You plant it. You love it. Then it looks like trash.

Hydrangeas are drama queens. They want perfect conditions and if you don’t give them? They’ll get sick. Or eaten. Or both. It happens to the best of us.

Here is what goes wrong. And how to fix it without losing your mind.

Fungal Fights

Powdery Mildew shows up as dusty white splotches on leaves and stems. It looks like someone threw flour on your garden. Ugly, right? It usually turns purple later on. It rarely kills the plant, but it looks terrible. Cut the bad parts out. If it’s really bad, slap on a fungicide labeled for powdery mildew.

Then there’s Botrytis blight, or gray mold. This one ruins your flowers. Buds die. Petals turn brown and fall off before they even bloom. Humid, cool weather is its favorite party time. Treat it with fungicide and pull the infected bits. Fast.

Cercospora leaf spot loves smooth, panicle, oakleaf, and bigleaf hydrangeas. Tan spots with reddish-brown rings. It weakens the plant and makes it drop leaves. Not deadly, maybe. But annoying. Rake up all the fall debris. The fungus lives in those dead leaves, waiting for next year. Use fungicide if it comes back.

And then we have the silent killer. Root rot.

It happens in bad soil. Soil that doesn’t drain. The plant wilts. You think “I need to water more!” No. Stop watering. You are killing it. Types include Phytophthora, Pythium, Rhizoctonia, and Armillaria. Phytophthora especially hates pots. You can’t diagnose it just by looking at the leaves. You have to check the roots. Take a sample to your local extension office. Ask them. Don’t guess.

Pests and Their Habits

Aphids are tiny thieves. They drink sap. They poop sticky honeydew. This attracts ants. And black sooty mold. You won’t see them until leaves turn yellow and twisted. Blast minor infestations off with a hose. For bad cases, use insecticidal soap.
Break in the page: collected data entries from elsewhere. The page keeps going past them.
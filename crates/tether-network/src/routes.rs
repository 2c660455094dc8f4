//! Route and neighbor-entry composition for an endpoint.

use std::net::{IpAddr, Ipv6Addr};

use ipnet::{IpNet, Ipv6Net};
use tether_common::{MacAddr, TetherError, TetherResult, WellKnownAddresses};

use crate::types::{EndpointInfo, LinkInfo, RouteInfo};

/// Metric of the VNET route through the host gateway.
pub const VNET_ROUTE_PRIORITY: u32 = 101;
/// Metric of the on-link route to the host's own IPv6 address.
pub const HOST_ROUTE_PRIORITY: u32 = 100;

/// VNET CIDR for `info`: its override, else the configured default.
///
/// # Errors
///
/// Returns [`TetherError::AddressParse`] if the override is not an IPv6 CIDR.
pub fn vnet_cidr(info: &EndpointInfo, addrs: &WellKnownAddresses) -> TetherResult<Ipv6Net> {
    match info.vnet_cidrs.as_deref().map(str::trim) {
        None | Some("") => Ok(addrs.default_vnet_cidr),
        Some(cidr) => cidr.parse().map_err(|e| TetherError::address(cidr, e)),
    }
}

/// IPv6 routes installed in the container when IPv6 mode is on.
///
/// In order: the VNET CIDR via the host gateway, an on-link /128 route to
/// the host's IPv6 address (omitted if the host has none), and `::/0` via
/// the host gateway. Returns an empty set when IPv6 mode is off.
///
/// # Errors
///
/// Returns [`TetherError::AddressParse`] for a malformed VNET override.
pub fn ipv6_routes(
    info: &EndpointInfo,
    host_addresses: &[IpNet],
    addrs: &WellKnownAddresses,
) -> TetherResult<Vec<RouteInfo>> {
    if !info.ipv6_enabled() {
        return Ok(Vec::new());
    }

    let gateway = IpAddr::V6(addrs.ipv6_host_gateway);
    let mut routes = vec![
        RouteInfo::via(IpNet::V6(vnet_cidr(info, addrs)?), gateway)
            .with_priority(VNET_ROUTE_PRIORITY),
    ];

    if let Some(IpAddr::V6(host)) = host_addresses
        .iter()
        .rev()
        .map(IpNet::addr)
        .find(IpAddr::is_ipv6)
    {
        routes.push(
            RouteInfo::direct(IpNet::V6(Ipv6Net::from(host))).with_priority(HOST_ROUTE_PRIORITY),
        );
    }

    routes.push(RouteInfo::via(
        IpNet::V6(Ipv6Net::new_assert(Ipv6Addr::UNSPECIFIED, 0)),
        gateway,
    ));

    Ok(routes)
}

/// Neighbor entry binding the IPv6 host gateway to its fixed MAC on `if_name`.
#[must_use]
pub fn ipv6_gateway_neighbor(if_name: &str, addrs: &WellKnownAddresses) -> LinkInfo {
    LinkInfo::neighbor(
        if_name,
        IpAddr::V6(addrs.ipv6_host_gateway),
        Some(addrs.host_gateway_mac),
    )
}

/// Static neighbor entry for a container address on a bridge.
#[must_use]
pub fn bridge_neighbor(bridge: &str, ip: IpAddr, mac: Option<MacAddr>) -> LinkInfo {
    LinkInfo::neighbor(bridge, ip, mac)
}

#[cfg(test)]
mod tests {
    use super::*;
    use crate::types::NetnsHandle;
    use tether_common::EndpointId;

    fn info() -> EndpointInfo {
        EndpointInfo::new(
            EndpointId::new("abc-eth0").unwrap(),
            "eth0",
            NetnsHandle::Pid(1),
        )
    }

    fn host() -> Vec<IpNet> {
        vec![
            "10.240.0.4/16".parse().unwrap(),
            "fd00:10::4/128".parse().unwrap(),
        ]
    }

    #[test]
    fn no_routes_without_ipv6_mode() {
        let routes = ipv6_routes(&info(), &host(), &WellKnownAddresses::default()).unwrap();
        assert!(routes.is_empty());
    }

    #[test]
    fn default_ipv6_route_set() {
        let addrs = WellKnownAddresses::default();
        let routes = ipv6_routes(&info().with_ipv6_mode("ipv6nat"), &host(), &addrs).unwrap();
        let gw: IpAddr = "fe80::1234:5678:9abc".parse().unwrap();

        assert_eq!(routes.len(), 3);

        assert_eq!(routes[0].dst.to_string(), "2001:1234:5678:9abc::/64");
        assert_eq!(routes[0].gw, Some(gw));
        assert_eq!(routes[0].priority, Some(101));

        assert_eq!(routes[1].dst.to_string(), "fd00:10::4/128");
        assert_eq!(routes[1].gw, None);
        assert_eq!(routes[1].priority, Some(100));

        assert_eq!(routes[2].dst.to_string(), "::/0");
        assert_eq!(routes[2].gw, Some(gw));
        assert_eq!(routes[2].priority, None);
    }

    #[test]
    fn host_route_is_a_single_address() {
        let routes = ipv6_routes(
            &info().with_ipv6_mode("ipv6nat"),
            &["10.240.0.4/16".parse().unwrap(), "fd00:10::4/64".parse().unwrap()],
            &WellKnownAddresses::default(),
        )
        .unwrap();
        assert_eq!(routes[1].dst.to_string(), "fd00:10::4/128");
        assert_eq!(routes[1].priority, Some(HOST_ROUTE_PRIORITY));
    }

    #[test]
    fn vnet_override() {
        let mut endpoint = info().with_ipv6_mode("ipv6nat");
        endpoint.vnet_cidrs = Some("fd00:aaaa::/48".to_string());
        let routes = ipv6_routes(&endpoint, &host(), &WellKnownAddresses::default()).unwrap();
        assert_eq!(routes[0].dst.to_string(), "fd00:aaaa::/48");
    }

    #[test]
    fn malformed_vnet_override() {
        let mut endpoint = info().with_ipv6_mode("ipv6nat");
        endpoint.vnet_cidrs = Some("10.0.0.0/8".to_string());
        let err = ipv6_routes(&endpoint, &host(), &WellKnownAddresses::default()).unwrap_err();
        assert!(matches!(err, TetherError::AddressParse { .. }));
    }

    #[test]
    fn host_route_skipped_without_host_ipv6() {
        let routes = ipv6_routes(
            &info().with_ipv6_mode("ipv6nat"),
            &["10.240.0.4/16".parse().unwrap()],
            &WellKnownAddresses::default(),
        )
        .unwrap();
        assert_eq!(routes.len(), 2);
    }

    proptest::proptest! {
        #[test]
        fn route_set_is_bracketed_by_gateway_routes(
            v4 in proptest::collection::vec(proptest::prelude::any::<u32>(), 0..3),
            v6 in proptest::collection::vec(proptest::prelude::any::<u128>(), 0..3),
        ) {
            let host: Vec<IpNet> = v4
                .iter()
                .map(|a| IpNet::from(IpAddr::from(std::net::Ipv4Addr::from(*a))))
                .chain(v6.iter().map(|a| IpNet::from(IpAddr::from(Ipv6Addr::from(*a)))))
                .collect();
            let routes = ipv6_routes(
                &info().with_ipv6_mode("ipv6nat"),
                &host,
                &WellKnownAddresses::default(),
            )
            .unwrap();

            let expected = if v6.is_empty() { 2 } else { 3 };
            proptest::prop_assert_eq!(routes.len(), expected);
            proptest::prop_assert_eq!(routes[0].priority, Some(VNET_ROUTE_PRIORITY));
            proptest::prop_assert_eq!(routes[routes.len() - 1].dst.prefix_len(), 0);
        }
    }

    #[test]
    fn gateway_neighbor() {
        let link = ipv6_gateway_neighbor("eth0", &WellKnownAddresses::default());
        assert_eq!(link.name, "eth0");
        assert_eq!(link.ip_addr.unwrap().to_string(), "fe80::1234:5678:9abc");
        assert_eq!(link.mac.unwrap().to_string(), "12:34:56:78:9a:bc");
    }
}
Black vine weevils? Watch your top foliage turn yellow then brown. Rule out other things. If not that? Weevils ate the roots. Larvae start small, go big. Adults are black, half-inch bugs. They come out at night in May or June to eat leaves and lay eggs. Kill the adults between May and July. Introduce nematodes to eat the larvae. Two-front war.

Plant bugs —four-lined and tarnished—they suck sap too. Tiny punctures turn into brown, sunken holes. Four-lined looks yellow with black stripes. Tarnished is just brown. Usually, you ignore them. Sometimes they take over. If they do, soap or horticultural oil works.

Scale insects are sneaky. White, cottony eggs in early summer. Hatches feed on sap. Leave that same sticky mess. Sooty mold returns. Only one generation a year. Cut the infected leaves off. Oil the rest if needed. Why? They weaken the plant. Slow death by a thousand tiny mouths.

Rose chafer leaves your leaves skeletonized in summer. Tan bugs, tiny, about an inch third in size. They love sandy soil. They eat white petals. Don’t waste money on insecticide. It doesn’t work. In fall, dig the soil up. Disturb the eggs. Kill them in the dirt. That’s the only way.

And spider mites. Invisible. Really. Too small to see. Look for silky webs under leaves. They thrive in heat and dry weather. Water your hydrangea when it’s hot. Blast mites with water.

Never use broad-spectrum pesticides for mites.

Think about that. Pesticides kill the good bugs. Lacewings, thrips, pirate bugs. The natural predators. If you kill them, you lose your bodyguard army.

Who wins in the long run?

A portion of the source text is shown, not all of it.